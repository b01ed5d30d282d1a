//! Run state machine.

use serde::{Deserialize, Serialize};
use std::fmt;
use std::str::FromStr;

/// Fine-grained position of a run in the pipeline.
///
/// Step states are visited in the order of [`STEPS`]; `Failed` is reachable
/// from any non-terminal state.
#[derive(Debug, Clone, Copy, PartialEq, Eq, Hash, Serialize, Deserialize)]
#[serde(rename_all = "snake_case")]
pub enum RunState {
    Pending,
    Summarizing,
    EmbeddingOverall,
    Chunking,
    SummarizingChunks,
    EmbeddingChunks,
    Indexing,
    Completed,
    Failed,
}

/// Step states in execution order.
pub const STEPS: [RunState; 6] = [
    RunState::Summarizing,
    RunState::EmbeddingOverall,
    RunState::Chunking,
    RunState::SummarizingChunks,
    RunState::EmbeddingChunks,
    RunState::Indexing,
];

/// Coarse status shown to operators.
#[derive(Debug, Clone, Copy, PartialEq, Eq, Serialize, Deserialize)]
#[serde(rename_all = "snake_case")]
pub enum RunStatus {
    Pending,
    Running,
    Completed,
    Failed,
}

impl RunState {
    pub fn as_str(&self) -> &'static str {
        match self {
            Self::Pending => "pending",
            Self::Summarizing => "summarizing",
            Self::EmbeddingOverall => "embedding_overall",
            Self::Chunking => "chunking",
            Self::SummarizingChunks => "summarizing_chunks",
            Self::EmbeddingChunks => "embedding_chunks",
            Self::Indexing => "indexing",
            Self::Completed => "completed",
            Self::Failed => "failed",
        }
    }

    pub fn is_terminal(&self) -> bool {
        matches!(self, Self::Completed | Self::Failed)
    }

    pub fn is_step(&self) -> bool {
        STEPS.contains(self)
    }

    /// State entered when the current one succeeds.
    pub fn next(&self) -> Option<RunState> {
        match self {
            Self::Pending => Some(Self::Summarizing),
            Self::Summarizing => Some(Self::EmbeddingOverall),
            Self::EmbeddingOverall => Some(Self::Chunking),
            Self::Chunking => Some(Self::SummarizingChunks),
            Self::SummarizingChunks => Some(Self::EmbeddingChunks),
            Self::EmbeddingChunks => Some(Self::Indexing),
            Self::Indexing => Some(Self::Completed),
            Self::Completed | Self::Failed => None,
        }
    }

    pub fn can_transition_to(&self, target: RunState) -> bool {
        if self.is_terminal() {
            return false;
        }
        target == RunState::Failed || self.next() == Some(target)
    }

    pub fn status(&self) -> RunStatus {
        match self {
            Self::Pending => RunStatus::Pending,
            Self::Completed => RunStatus::Completed,
            Self::Failed => RunStatus::Failed,
            _ => RunStatus::Running,
        }
    }

    /// Persisted states that count toward a status filter.
    pub fn with_status(status: RunStatus) -> Vec<RunState> {
        match status {
            RunStatus::Pending => vec![Self::Pending],
            RunStatus::Running => STEPS.to_vec(),
            RunStatus::Completed => vec![Self::Completed],
            RunStatus::Failed => vec![Self::Failed],
        }
    }
}

impl fmt::Display for RunState {
    fn fmt(&self, f: &mut fmt::Formatter<'_>) -> fmt::Result {
        f.write_str(self.as_str())
    }
}

impl FromStr for RunState {
    type Err = anyhow::Error;

    fn from_str(s: &str) -> Result<Self, Self::Err> {
        Ok(match s {
            "pending" => Self::Pending,
            "summarizing" => Self::Summarizing,
            "embedding_overall" => Self::EmbeddingOverall,
            "chunking" => Self::Chunking,
            "summarizing_chunks" => Self::SummarizingChunks,
            "embedding_chunks" => Self::EmbeddingChunks,
            "indexing" => Self::Indexing,
            "completed" => Self::Completed,
            "failed" => Self::Failed,
            other => anyhow::bail!("unknown run state: {}", other),
        })
    }
}

impl RunStatus {
    pub fn as_str(&self) -> &'static str {
        match self {
            Self::Pending => "pending",
            Self::Running => "running",
            Self::Completed => "completed",
            Self::Failed => "failed",
        }
    }
}

impl fmt::Display for RunStatus {
    fn fmt(&self, f: &mut fmt::Formatter<'_>) -> fmt::Result {
        f.write_str(self.as_str())
    }
}

impl FromStr for RunStatus {
    type Err = anyhow::Error;

    fn from_str(s: &str) -> Result<Self, Self::Err> {
        Ok(match s {
            "pending" => Self::Pending,
            "running" => Self::Running,
            "completed" => Self::Completed,
            "failed" => Self::Failed,
            other => anyhow::bail!(
                "unknown run status '{}' (expected pending, running, completed or failed)",
                other
            ),
        })
    }
}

^^^^

# YOUR INSTRUCTIONS:
Return an exact copy of the listing above, complete in every line.

# WORKED SOLUTION:
repository b01ed5d30d282d1a
//! Run state machine.

use serde::{Deserialize, Serialize};
use std::fmt;
use std::str::FromStr;

/// Fine-grained position of a run in the pipeline.
///
/// Step states are visited in the order of [`STEPS`]; `Failed` is reachable
/// from any non-terminal state.
#[derive(Debug, Clone, Copy, PartialEq, Eq, Hash, Serialize, Deserialize)]
#[serde(rename_all = "snake_case")]
pub enum RunState {
    Pending,
    Summarizing,
    EmbeddingOverall,
    Chunking,
    SummarizingChunks,
    EmbeddingChunks,
    Indexing,
    Completed,
    Failed,
}

/// Step states in execution order.
pub const STEPS: [RunState; 6] = [
    RunState::Summarizing,
    RunState::EmbeddingOverall,
    RunState::Chunking,
    RunState::SummarizingChunks,
    RunState::EmbeddingChunks,
    RunState::Indexing,
];

/// Coarse status shown to operators.
#[derive(Debug, Clone, Copy, PartialEq, Eq, Serialize, Deserialize)]
#[serde(rename_all = "snake_case")]
pub enum RunStatus {
    Pending,
    Running,
    Completed,
    Failed,
}

impl RunState {
    pub fn as_str(&self) -> &'static str {
        match self {
            Self::Pending => "pending",
            Self::Summarizing => "summarizing",
            Self::EmbeddingOverall => "embedding_overall",
            Self::Chunking => "chunking",
            Self::SummarizingChunks => "summarizing_chunks",
            Self::EmbeddingChunks => "embedding_chunks",
            Self::Indexing => "indexing",
            Self::Completed => "completed",
            Self::Failed => "failed",
        }
    }

    pub fn is_terminal(&self) -> bool {
        matches!(self, Self::Completed | Self::Failed)
    }

    pub fn is_step(&self) -> bool {
        STEPS.contains(self)
    }

    /// State entered when the current one succeeds.
    pub fn next(&self) -> Option<RunState> {
        match self {
            Self::Pending => Some(Self::Summarizing),
            Self::Summarizing => Some(Self::EmbeddingOverall),
            Self::EmbeddingOverall => Some(Self::Chunking),
            Self::Chunking => Some(Self::SummarizingChunks),
            Self::SummarizingChunks => Some(Self::EmbeddingChunks),
            Self::EmbeddingChunks => Some(Self::Indexing),
            Self::Indexing => Some(Self::Completed),
            Self::Completed | Self::Failed => None,
        }
    }

    pub fn can_transition_to(&self, target: RunState) -> bool {
        if self.is_terminal() {
            return false;
        }
        target == RunState::Failed || self.next() == Some(target)
    }

    pub fn status(&self) -> RunStatus {
        match self {
            Self::Pending => RunStatus::Pending,
            Self::Completed => RunStatus::Completed,
            Self::Failed => RunStatus::Failed,
            _ => RunStatus::Running,
        }
    }

    /// Persisted states that count toward a status filter.
    pub fn with_status(status: RunStatus) -> Vec<RunState> {
        match status {
            RunStatus::Pending => vec![Self::Pending],
            RunStatus::Running => STEPS.to_vec(),
            RunStatus::Completed => vec![Self::Completed],
            RunStatus::Failed => vec![Self::Failed],
        }
    }
}

impl fmt::Display for RunState {
    fn fmt(&self, f: &mut fmt::Formatter<'_>) -> fmt::Result {
        f.write_str(self.as_str())
    }
}

impl FromStr for RunState {
    type Err = anyhow::Error;

    fn from_str(s: &str) -> Result<Self, Self::Err> {
        Ok(match s {
            "pending" => Self::Pending,
            "summarizing" => Self::Summarizing,
            "embedding_overall" => Self::EmbeddingOverall,
            "chunking" => Self::Chunking,
            "summarizing_chunks" => Self::SummarizingChunks,
            "embedding_chunks" => Self::EmbeddingChunks,
            "indexing" => Self::Indexing,
            "completed" => Self::Completed,
            "failed" => Self::Failed,
            other => anyhow::bail!("unknown run state: {}", other),
        })
    }
}

impl RunStatus {
    pub fn as_str(&self) -> &'static str {
        match self {
            Self::Pending => "pending",
            Self::Running => "running",
            Self::Completed => "completed",
            Self::Failed => "failed",
        }
    }
}

impl fmt::Display for RunStatus {
    fn fmt(&self, f: &mut fmt::Formatter<'_>) -> fmt::Result {
        f.write_str(self.as_str())
    }
}

impl FromStr for RunStatus {
    type Err = anyhow::Error;

    fn from_str(s: &str) -> Result<Self, Self::Err> {
        Ok(match s {
            "pending" => Self::Pending,
            "running" => Self::Running,
            "completed" => Self::Completed,
            "failed" => Self::Failed,
            other => anyhow::bail!(
                "unknown run status '{}' (expected pending, running, completed or failed)",
                other
            ),
        })
    }
}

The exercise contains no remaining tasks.